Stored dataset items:
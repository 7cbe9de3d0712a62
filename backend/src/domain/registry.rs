//! Entity Registry: the immutable per-type configuration consumed by the
//! query translator, document assembler and mediator.
//!
//! Every relationship carries a declared [`Cardinality`] and a
//! [`RelationshipMechanism`]. Rendering branches on the former and mutation
//! dispatch on the latter; neither is inferred from loaded data.

use super::resource::{ResourceType, UnknownResourceType};
use super::Error;

/// Declared relationship cardinality.
#[derive(Debug, Clone, Copy, PartialEq, Eq)]
pub enum Cardinality {
    /// At most one related resource; renders as an object or `null`.
    ToOne,
    /// Any number of related resources; renders as an array.
    ToMany,
}

/// Foreign-key columns that realise relationships.
#[derive(Debug, Clone, Copy, PartialEq, Eq, Hash)]
pub enum ForeignKey {
    /// `comments.user_id` referencing `users.id`.
    CommentUser,
    /// `comments.book_id` referencing `books.id`.
    CommentBook,
}

impl ForeignKey {
    /// Column name on the holding table.
    pub const fn column(self) -> &'static str {
        match self {
            Self::CommentUser => "user_id",
            Self::CommentBook => "book_id",
        }
    }

    /// Type whose rows carry the column.
    pub const fn holder(self) -> ResourceType {
        match self {
            Self::CommentUser | Self::CommentBook => ResourceType::Comments,
        }
    }

    /// Type the column references.
    pub const fn target(self) -> ResourceType {
        match self {
            Self::CommentUser => ResourceType::Users,
            Self::CommentBook => ResourceType::Books,
        }
    }
}

/// Association tables that realise many-to-many relationships.
#[derive(Debug, Clone, Copy, PartialEq, Eq, Hash)]
pub enum JoinTable {
    /// `author_book (author_id, book_id)`.
    AuthorBook,
}

impl JoinTable {
    /// Table name.
    pub const fn name(self) -> &'static str {
        match self {
            Self::AuthorBook => "author_book",
        }
    }

    /// Column holding keys of `side`, if `side` participates.
    pub const fn column_for(self, side: ResourceType) -> Option<&'static str> {
        match (self, side) {
            (Self::AuthorBook, ResourceType::Authors) => Some("author_id"),
            (Self::AuthorBook, ResourceType::Books) => Some("book_id"),
            _ => None,
        }
    }

    /// The type opposite `side`, if `side` participates.
    pub const fn counterpart(self, side: ResourceType) -> Option<ResourceType> {
        match (self, side) {
            (Self::AuthorBook, ResourceType::Authors) => Some(ResourceType::Books),
            (Self::AuthorBook, ResourceType::Books) => Some(ResourceType::Authors),
            _ => None,
        }
    }
}

/// How a relationship is stored, selected at registration time.
#[derive(Debug, Clone, Copy, PartialEq, Eq)]
pub enum RelationshipMechanism {
    /// The parent row owns the foreign key (belongs-to).
    BelongsTo(ForeignKey),
    /// Related rows hold a foreign key back to the parent (has-many).
    HasMany(ForeignKey),
    /// A join table links both sides.
    ManyToMany(JoinTable),
}

/// Actions the access gate decides on.
#[derive(Debug, Clone, Copy, PartialEq, Eq, Hash)]
pub enum GateAction {
    /// Change which authors wrote which books.
    ManageAuthorship,
}

/// A named edge from a parent type to a target type.
#[derive(Debug, Clone, PartialEq, Eq)]
pub struct RelationshipDescriptor {
    name: &'static str,
    target: ResourceType,
    cardinality: Cardinality,
    mechanism: RelationshipMechanism,
    guard: Option<GateAction>,
}

impl RelationshipDescriptor {
    /// To-one relationship through a foreign key on the parent.
    pub const fn belongs_to(name: &'static str, foreign_key: ForeignKey) -> Self {
        Self {
            name,
            target: foreign_key.target(),
            cardinality: Cardinality::ToOne,
            mechanism: RelationshipMechanism::BelongsTo(foreign_key),
            guard: None,
        }
    }

    /// To-many relationship through a foreign key on the related rows.
    pub const fn has_many(name: &'static str, foreign_key: ForeignKey) -> Self {
        Self {
            name,
            target: foreign_key.holder(),
            cardinality: Cardinality::ToMany,
            mechanism: RelationshipMechanism::HasMany(foreign_key),
            guard: None,
        }
    }

    /// To-many relationship through a join table, seen from `parent`.
    ///
    /// Returns `None` when `parent` does not participate in `join`.
    pub const fn many_to_many(
        name: &'static str,
        parent: ResourceType,
        join: JoinTable,
    ) -> Option<Self> {
        match join.counterpart(parent) {
            Some(target) => Some(Self {
                name,
                target,
                cardinality: Cardinality::ToMany,
                mechanism: RelationshipMechanism::ManyToMany(join),
                guard: None,
            }),
            None => None,
        }
    }

    /// Require the gate to allow `action` before this edge is written.
    #[must_use]
    pub const fn guarded_by(mut self, action: GateAction) -> Self {
        self.guard = Some(action);
        self
    }

    /// Relationship name used in URLs, `include` and documents.
    pub const fn name(&self) -> &'static str {
        self.name
    }

    /// Related type.
    pub const fn target(&self) -> ResourceType {
        self.target
    }

    /// Declared cardinality.
    pub const fn cardinality(&self) -> Cardinality {
        self.cardinality
    }

    /// Storage mechanism.
    pub const fn mechanism(&self) -> RelationshipMechanism {
        self.mechanism
    }

    /// Gate action required before writes, if any.
    pub const fn guard(&self) -> Option<GateAction> {
        self.guard
    }
}

/// Per-type configuration.
#[derive(Debug, Clone, PartialEq, Eq)]
pub struct ResourceDescriptor {
    resource_type: ResourceType,
    allowed_sorts: Vec<&'static str>,
    allowed_filters: Vec<&'static str>,
    relationships: Vec<RelationshipDescriptor>,
}

impl ResourceDescriptor {
    /// Describe `resource_type` with no sorts, filters or relationships.
    pub const fn new(resource_type: ResourceType) -> Self {
        Self {
            resource_type,
            allowed_sorts: Vec::new(),
            allowed_filters: Vec::new(),
            relationships: Vec::new(),
        }
    }

    /// Set the ordered list of sortable fields.
    #[must_use]
    pub fn with_sorts(mut self, fields: &[&'static str]) -> Self {
        self.allowed_sorts = fields.to_vec();
        self
    }

    /// Set the filterable fields.
    #[must_use]
    pub fn with_filters(mut self, fields: &[&'static str]) -> Self {
        self.allowed_filters = fields.to_vec();
        self
    }

    /// Declare a relationship.
    #[must_use]
    pub fn with_relationship(mut self, relationship: RelationshipDescriptor) -> Self {
        self.relationships.push(relationship);
        self
    }

    /// Described type.
    pub const fn resource_type(&self) -> ResourceType {
        self.resource_type
    }

    /// Sortable fields in declaration order.
    pub fn allowed_sorts(&self) -> &[&'static str] {
        &self.allowed_sorts
    }

    /// Filterable fields in declaration order.
    pub fn allowed_filters(&self) -> &[&'static str] {
        &self.allowed_filters
    }

    /// Names accepted by `include`, in declaration order.
    pub fn allowed_includes(&self) -> Vec<&'static str> {
        self.relationships
            .iter()
            .map(RelationshipDescriptor::name)
            .collect()
    }

    /// Every declared relationship.
    pub fn relationships(&self) -> &[RelationshipDescriptor] {
        &self.relationships
    }

    /// Look up a declared relationship by name.
    pub fn relationship(&self, name: &str) -> Option<&RelationshipDescriptor> {
        self.relationships
            .iter()
            .find(|relationship| relationship.name == name)
    }

    /// Look up a declared relationship, failing with `NotFound`.
    ///
    /// # Errors
    ///
    /// Returns [`Error::not_found`] when `name` is not declared for this type.
    pub fn require_relationship(&self, name: &str) -> Result<&RelationshipDescriptor, Error> {
        self.relationship(name).ok_or_else(|| {
            Error::not_found(format!(
                "Relationship `{name}` is not defined for resource type `{}`",
                self.resource_type
            ))
        })
    }
}

/// The immutable registry passed to every component at construction.
#[derive(Debug, Clone, PartialEq, Eq)]
pub struct EntityRegistry {
    descriptors: Vec<ResourceDescriptor>,
}

impl EntityRegistry {
    /// Build a registry from explicit descriptors. Later descriptors for the
    /// same type replace earlier ones.
    pub fn new(descriptors: impl IntoIterator<Item = ResourceDescriptor>) -> Self {
        let mut registry = Self {
            descriptors: Vec::new(),
        };
        for descriptor in descriptors {
            registry
                .descriptors
                .retain(|existing| existing.resource_type != descriptor.resource_type);
            registry.descriptors.push(descriptor);
        }
        registry
    }

    /// The bookshelf configuration: authors, books, comments and users.
    pub fn standard() -> Self {
        let mut authors = ResourceDescriptor::new(ResourceType::Authors)
            .with_sorts(&["name", "created_at", "updated_at"])
            .with_filters(&["name"]);
        if let Some(books) = RelationshipDescriptor::many_to_many(
            "books",
            ResourceType::Authors,
            JoinTable::AuthorBook,
        ) {
            authors = authors.with_relationship(books.guarded_by(GateAction::ManageAuthorship));
        }

        let mut books = ResourceDescriptor::new(ResourceType::Books)
            .with_sorts(&["title", "publication_year", "created_at", "updated_at"])
            .with_filters(&["title", "publication_year"]);
        if let Some(authors) = RelationshipDescriptor::many_to_many(
            "authors",
            ResourceType::Books,
            JoinTable::AuthorBook,
        ) {
            books = books.with_relationship(authors.guarded_by(GateAction::ManageAuthorship));
        }
        let books = books.with_relationship(RelationshipDescriptor::has_many(
            "comments",
            ForeignKey::CommentBook,
        ));

        let comments = ResourceDescriptor::new(ResourceType::Comments)
            .with_sorts(&["created_at", "updated_at"])
            .with_relationship(RelationshipDescriptor::belongs_to(
                "users",
                ForeignKey::CommentUser,
            ))
            .with_relationship(RelationshipDescriptor::belongs_to(
                "books",
                ForeignKey::CommentBook,
            ));

        let users = ResourceDescriptor::new(ResourceType::Users)
            .with_sorts(&["name", "email", "created_at", "updated_at"])
            .with_filters(&["role"])
            .with_relationship(RelationshipDescriptor::has_many(
                "comments",
                ForeignKey::CommentUser,
            ));

        Self::new([authors, books, comments, users])
    }

    /// Configuration for `resource_type`.
    ///
    /// # Errors
    ///
    /// Returns [`UnknownResourceType`] when the type was not registered.
    pub fn describe(
        &self,
        resource_type: ResourceType,
    ) -> Result<&ResourceDescriptor, UnknownResourceType> {
        self.descriptors
            .iter()
            .find(|descriptor| descriptor.resource_type == resource_type)
            .ok_or_else(|| UnknownResourceType {
                name: resource_type.as_str().to_owned(),
            })
    }

    /// Configuration for a wire type name.
    ///
    /// # Errors
    ///
    /// Returns [`UnknownResourceType`] when `name` is not registered.
    pub fn resolve(&self, name: &str) -> Result<&ResourceDescriptor, UnknownResourceType> {
        let resource_type = name.parse::<ResourceType>()?;
        self.describe(resource_type)
    }

    /// Whether `name` is a registered wire type.
    pub fn is_registered(&self, name: &str) -> bool {
        self.resolve(name).is_ok()
    }
}

impl From<UnknownResourceType> for Error {
    fn from(value: UnknownResourceType) -> Self {
        Self::not_found(format!("Resource type `{}` is not registered", value.name))
    }
}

What is needed: Within the data above, the span starting at the line containing "former and mutation" and ending at the line containing "Column holding keys" is to be retyped exactly, with no other lines.

Output for this exercise:
//! [`RelationshipMechanism`]. Rendering branches on the former and mutation
//! dispatch on the latter; neither is inferred from loaded data.

use super::resource::{ResourceType, UnknownResourceType};
use super::Error;

/// Declared relationship cardinality.
#[derive(Debug, Clone, Copy, PartialEq, Eq)]
pub enum Cardinality {
    /// At most one related resource; renders as an object or `null`.
    ToOne,
    /// Any number of related resources; renders as an array.
    ToMany,
}

/// Foreign-key columns that realise relationships.
#[derive(Debug, Clone, Copy, PartialEq, Eq, Hash)]
pub enum ForeignKey {
    /// `comments.user_id` referencing `users.id`.
    CommentUser,
    /// `comments.book_id` referencing `books.id`.
    CommentBook,
}

impl ForeignKey {
    /// Column name on the holding table.
    pub const fn column(self) -> &'static str {
        match self {
            Self::CommentUser => "user_id",
            Self::CommentBook => "book_id",
        }
    }

    /// Type whose rows carry the column.
    pub const fn holder(self) -> ResourceType {
        match self {
            Self::CommentUser | Self::CommentBook => ResourceType::Comments,
        }
    }

    /// Type the column references.
    pub const fn target(self) -> ResourceType {
        match self {
            Self::CommentUser => ResourceType::Users,
            Self::CommentBook => ResourceType::Books,
        }
    }
}

/// Association tables that realise many-to-many relationships.
#[derive(Debug, Clone, Copy, PartialEq, Eq, Hash)]
pub enum JoinTable {
    /// `author_book (author_id, book_id)`.
    AuthorBook,
}

impl JoinTable {
    /// Table name.
    pub const fn name(self) -> &'static str {
        match self {
            Self::AuthorBook => "author_book",
        }
    }

    /// Column holding keys of `side`, if `side` participates.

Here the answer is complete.